Habilidades e competências para as profissões do futuro
Enviada em 24/05/2020
O crescente avanço do desenvolvimento tecnológico já indicava uma mudança futura no mercado de trabalho e na variedade de profissões. Entretanto, com a deflagração da pandemia de coronavírus e o isolamento social adotado como medida de prevenção, a demanda por profissionais com habilidades no campo virtual e voltadas para o emocional humano elevou-se antes que o esperado. Por conseguinte, trabalhadores que não desenvolveram tais competências poderão ter sua função substituída por novas tecnologias e apresentarão dificuldade para se adaptar às alterações no mercado trabalhista.
O desenvolvimento e utilização de novas tecnologias já provocou modificações no mercado de trabalho ao longo do tempo, reduzindo, primeiramente, a demanda por funções mecânicas, manuais e repetitivas. Essas mudanças ainda ocorrem atualmente através da troca de parte das funções intelectuais pela inteligência artificial. Ademais, ao mesmo tempo que as novidades tecnológicas acarretam a desvalorização de certas profissões, elas promovem o surgimento e a necessidade de outras que incluam competências voltadas para o meio técnico-científico-informacional e para o emocional humano, pois dificilmente seriam substituídas.
Consequentemente, os profissionais que não trabalhavam com as competências valorizadas pelo mercado trabalhista após sua mudança não se adaptarão facilmente à mesma. Segundo a teoria do Possibilismo geográfico, o ser humano pode transformar sua realidade a depender de sua técnica, de modo que o trabalhador desprovido das habilidades do futuro ficarão limitados na transformação e no avanço profissional. Assim, uma vez desvalorizados pelo novo contexto trabalhista, essas pessoas ficarão sujeitas ao desemprego estrutural.

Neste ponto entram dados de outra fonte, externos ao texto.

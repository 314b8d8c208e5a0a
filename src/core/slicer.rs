// src/core/slicer.rs
use crate::config::StrategyConfig;
use crate::core::risk::RiskPolicy;
use crate::types::{Portfolio, Side, Trade, TradeSignal};
use rust_decimal::Decimal;
use std::time::Duration;
use tracing::debug;

/// One signal broken into equal child orders.
///
/// `per_slice` is a notional amount for BUY plans and a quantity for SELL plans.
#[derive(Debug, Clone, PartialEq)]
pub struct SlicePlan {
    pub symbol: String,
    pub side: Side,
    pub slices: u32,
    pub per_slice: Decimal,
}

/// Child order produced by [`SlicePlan::next_order`].
#[derive(Debug, Clone, Copy, PartialEq)]
pub struct ChildOrder {
    pub quantity: Decimal,
    /// Cash moved by the fill: debited for BUY, credited for SELL.
    pub cash: Decimal,
}

impl SlicePlan {
    /// Sizes the next child order against the current portfolio, or `None`
    /// when nothing more can be executed for this signal.
    pub fn next_order(&self, portfolio: &Portfolio, price: Decimal) -> Option<ChildOrder> {
        match self.side {
            Side::Buy => {
                if portfolio.cash < self.per_slice {
                    return None;
                }
                Some(ChildOrder {
                    quantity: self.per_slice / price,
                    cash: self.per_slice,
                })
            }
            Side::Sell => {
                // Clamp per slice: holdings can shrink between slices
                let quantity = self.per_slice.min(portfolio.holdings(&self.symbol));
                if quantity <= Decimal::ZERO {
                    return None;
                }
                Some(ChildOrder {
                    quantity,
                    cash: quantity * price,
                })
            }
        }
    }
}

/// Time-weighted slicing of trade signals.
#[derive(Debug, Clone)]
pub struct TwapSlicer {
    slices: u32,
    interval: Duration,
}

impl TwapSlicer {
    pub fn new(slices: u32, interval: Duration) -> Self {
        Self {
            slices: slices.max(1),
            interval,
        }
    }

    pub fn from_config(config: &StrategyConfig) -> Self {
        Self::new(config.twap_slices, config.twap_interval())
    }

    pub fn slices(&self) -> u32 {
        self.slices
    }

    pub fn interval(&self) -> Duration {
        self.interval
    }

    /// Splits `signal` at `price`. Returns `None` when the portfolio holds no
    /// entry for the symbol or the price is unusable.
    pub fn plan(
        &self,
        signal: &TradeSignal,
        portfolio: &Portfolio,
        price: Decimal,
    ) -> Option<SlicePlan> {
        if price <= Decimal::ZERO {
            return None;
        }
        let asset = portfolio.assets.get(&signal.symbol)?;

        let total = match signal.action {
            Side::Buy => portfolio.value_at(&signal.symbol, price) * signal.percentage,
            Side::Sell => asset.holdings * signal.percentage,
        };
        if total <= Decimal::ZERO {
            return None;
        }

        Some(SlicePlan {
            symbol: signal.symbol.clone(),
            side: signal.action,
            slices: self.slices,
            per_slice: total / Decimal::from(self.slices),
        })
    }

    /// Executes a signal against a simulated portfolio without waiting.
    ///
    /// Slice `i` is stamped `timestamp + i * interval`, saturating at
    /// `i64::MAX`. Slices refused by the
    /// risk policy are skipped; the first slice that cannot be funded (BUY) or
    /// has nothing left to sell (SELL) ends the sequence.
    pub fn simulate(
        &self,
        signal: &TradeSignal,
        portfolio: &mut Portfolio,
        price: Decimal,
        timestamp: i64,
        risk: &RiskPolicy,
    ) -> Vec<Trade> {
        let Some(plan) = self.plan(signal, portfolio, price) else {
            return Vec::new();
        };
        let step_ms = i64::try_from(self.interval.as_millis()).unwrap_or(i64::MAX);
        let mut trades = Vec::with_capacity(plan.slices as usize);

        for i in 0..plan.slices {
            let Some(order) = plan.next_order(portfolio, price) else {
                debug!(symbol = %plan.symbol, slice = i, "Slicing stopped early");
                break;
            };
            if risk.check(&plan.symbol, order.quantity, price).is_err() {
                continue;
            }

            match plan.side {
                Side::Buy => portfolio.apply_buy(&plan.symbol, order.quantity, price, order.cash),
                Side::Sell => {
                    portfolio.apply_sell(&plan.symbol, order.quantity, price);
                }
            }
            trades.push(Trade {
                symbol: plan.symbol.clone(),
                side: plan.side,
                quantity: order.quantity,
                price,
                timestamp: timestamp.saturating_add(step_ms.saturating_mul(i64::from(i))),
            });
        }
        trades
    }
}
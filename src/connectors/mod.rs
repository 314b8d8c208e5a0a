pub mod binance;
pub mod messages;
pub mod traits;
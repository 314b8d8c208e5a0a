// src/connectors/binance.rs
use crate::connectors::messages::{AccountInfo, OrderResponse, TickerPrice};
use crate::connectors::traits::ExchangeClient;
use crate::types::{Asset, Portfolio, Side, Trade};
use anyhow::{anyhow, Context, Result};
use async_trait::async_trait;
use chrono::Utc;
use hmac::{Hmac, Mac};
use reqwest::{Client, Method};
use rust_decimal::Decimal;
use serde::de::DeserializeOwned;
use sha2::Sha256;
use tracing::{debug, info};
use uuid::Uuid;

type HmacSha256 = Hmac<Sha256>;

/// Signed REST client for Binance spot.
pub struct BinanceClient {
    api_key: String,
    secret_key: String,
    http_client: Client,
    base_rest_url: String,
    symbols: Vec<String>,
    quote_asset: String,
}

impl BinanceClient {
    pub fn new(
        api_key: String,
        secret_key: String,
        base_rest_url: impl Into<String>,
        symbols: Vec<String>,
        quote_asset: impl Into<String>,
    ) -> Self {
        Self {
            api_key,
            secret_key,
            http_client: Client::new(),
            base_rest_url: base_rest_url.into(),
            symbols,
            quote_asset: quote_asset.into(),
        }
    }

    fn sign_and_build_query(&self, params: Vec<(&str, String)>) -> Result<String> {
        let mut params = params;
        params.push(("timestamp", Utc::now().timestamp_millis().to_string()));

        let query_string = serde_urlencoded::to_string(&params)?;
        let signature = sign(&self.secret_key, &query_string)?;

        Ok(format!("{}&signature={}", query_string, signature))
    }

    async fn send_signed_request<T: DeserializeOwned>(
        &self,
        method: Method,
        endpoint: &str,
        params: Vec<(&str, String)>,
    ) -> Result<T> {
        let full_query = self.sign_and_build_query(params)?;
        let url = format!("{}{}?{}", self.base_rest_url, endpoint, full_query);

        let response = self
            .http_client
            .request(method, &url)
            .header("X-MBX-APIKEY", &self.api_key)
            .send()
            .await?
            .error_for_status()
            .with_context(|| format!("Binance request to {} failed", endpoint))?;

        Ok(response.json::<T>().await?)
    }

    /// `ETHUSDT` -> `ETH` when the quote asset is `USDT`.
    fn base_asset<'a>(&self, symbol: &'a str) -> Option<&'a str> {
        symbol
            .strip_suffix(self.quote_asset.as_str())
            .filter(|base| !base.is_empty())
    }
}

/// Hex HMAC-SHA256 of `payload` keyed by `secret`.
fn sign(secret: &str, payload: &str) -> Result<String> {
    let mut mac =
        HmacSha256::new_from_slice(secret.as_bytes()).context("Invalid secret key length")?;
    mac.update(payload.as_bytes());
    Ok(hex::encode(mac.finalize().into_bytes()))
}

#[async_trait]
impl ExchangeClient for BinanceClient {
    async fn get_price(&self, symbol: &str) -> Result<Decimal> {
        let url = format!(
            "{}/api/v3/ticker/price?symbol={}",
            self.base_rest_url, symbol
        );
        let ticker = self
            .http_client
            .get(&url)
            .send()
            .await?
            .error_for_status()?
            .json::<TickerPrice>()
            .await
            .with_context(|| format!("Failed to parse price for {}", symbol))?;

        debug!(symbol = %ticker.symbol, price = %ticker.price, "Ticker");
        Ok(ticker.price)
    }

    async fn get_account(&self) -> Result<Portfolio> {
        let info: AccountInfo = self
            .send_signed_request(Method::GET, "/api/v3/account", vec![])
            .await?;

        let cash = info
            .balances
            .iter()
            .find(|b| b.asset == self.quote_asset)
            .map(|b| b.free)
            .ok_or_else(|| anyhow!("Asset {} not found in account", self.quote_asset))?;

        let mut portfolio = Portfolio::new(cash);
        for symbol in &self.symbols {
            let base = self
                .base_asset(symbol)
                .ok_or_else(|| anyhow!("{} is not quoted in {}", symbol, self.quote_asset))?;
            let holdings = info
                .balances
                .iter()
                .find(|b| b.asset == base)
                .map(|b| b.free)
                .unwrap_or(Decimal::ZERO);
            let price = self.get_price(symbol).await?;
            portfolio = portfolio.with_asset(Asset::new(symbol.clone(), price, holdings));
        }
        Ok(portfolio)
    }

    async fn place_order(
        &self,
        symbol: &str,
        side: Side,
        quantity: Decimal,
        limit_price: Option<Decimal>,
    ) -> Result<Trade> {
        let mut params = vec![
            ("symbol", symbol.to_string()),
            ("side", side.as_str().to_string()),
            ("quantity", quantity.to_string()),
            ("newClientOrderId", Uuid::new_v4().simple().to_string()),
            ("newOrderRespType", "FULL".to_string()),
        ];

        // LIMIT IOC when a price is given, so the order never rests on the book
        match limit_price {
            Some(price) => {
                params.push(("type", "LIMIT".to_string()));
                params.push(("timeInForce", "IOC".to_string()));
                params.push(("price", price.to_string()));
            }
            None => params.push(("type", "MARKET".to_string())),
        }

        info!("Sending order: {} {} {} @ {:?}", side, quantity, symbol, limit_price);

        let resp: OrderResponse = self
            .send_signed_request(Method::POST, "/api/v3/order", params)
            .await?;

        let price = resp.average_price().ok_or_else(|| {
            anyhow!(
                "Order {} for {} was not filled ({})",
                resp.order_id,
                resp.symbol,
                resp.status
            )
        })?;

        Ok(Trade {
            symbol: resp.symbol,
            side,
            quantity: resp.executed_qty,
            price,
            timestamp: resp.transact_time,
        })
    }
}

#[cfg(test)]
mod tests {
    use super::*;

    fn client() -> BinanceClient {
        BinanceClient::new(
            "key".to_string(),
            "secret".to_string(),
            "http://localhost",
            vec!["ETHUSDT".to_string()],
            "USDT",
        )
    }

    #[test]
    fn signature_matches_binance_reference() {
        // Example from the Binance API docs (SIGNED endpoint security)
        let secret = "NhqPtmdSJYdKjVHjA7PZj4Mge3R5YNiP1e3UZjInClVN65XAbvqqM6A7H5fATj0j";
        let payload = "symbol=LTCBTC&side=BUY&type=LIMIT&timeInForce=GTC&quantity=1&price=0.1&recvWindow=5000&timestamp=1499827319559";
        assert_eq!(
            sign(secret, payload).unwrap(),
            "c8db56825ae71d6d79447849e617115f4a920fa2acdcab2b053c4b2838bd6b71"
        );
    }

    #[test]
    fn query_is_signed_last() {
        let query = client()
            .sign_and_build_query(vec![("symbol", "ETHUSDT".to_string())])
            .unwrap();
        assert!(query.starts_with("symbol=ETHUSDT&timestamp="));
        assert!(query.contains("&signature="));
    }

    #[test]
    fn base_asset_strips_quote() {
        let c = client();
        assert_eq!(c.base_asset("ETHUSDT"), Some("ETH"));
        assert_eq!(c.base_asset("USDT"), None);
        assert_eq!(c.base_asset("ETHBTC"), None);
    }
}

Portanto, em meio ao contexto de mudança no mercado de trabalho, o Ministério da Educação deve disponibilizar cursos de curto prazo voltados para o manuseio e programação tecnológica. Tal disponibilidade faria com que profissionais, cujas funções foram desvalorizadas, desenvolvessem as habilidades demandadas pelo novo contexto trabalhista e adaptassem sua técnica, a fim de transformarem suas realidades profissionalmente. Evitando, dessa forma, a elevação do desemprego estrutural que ocorreria sem a aquisição das competências do futuro, mais exigidas durante o isolamento da sociedade brasileira.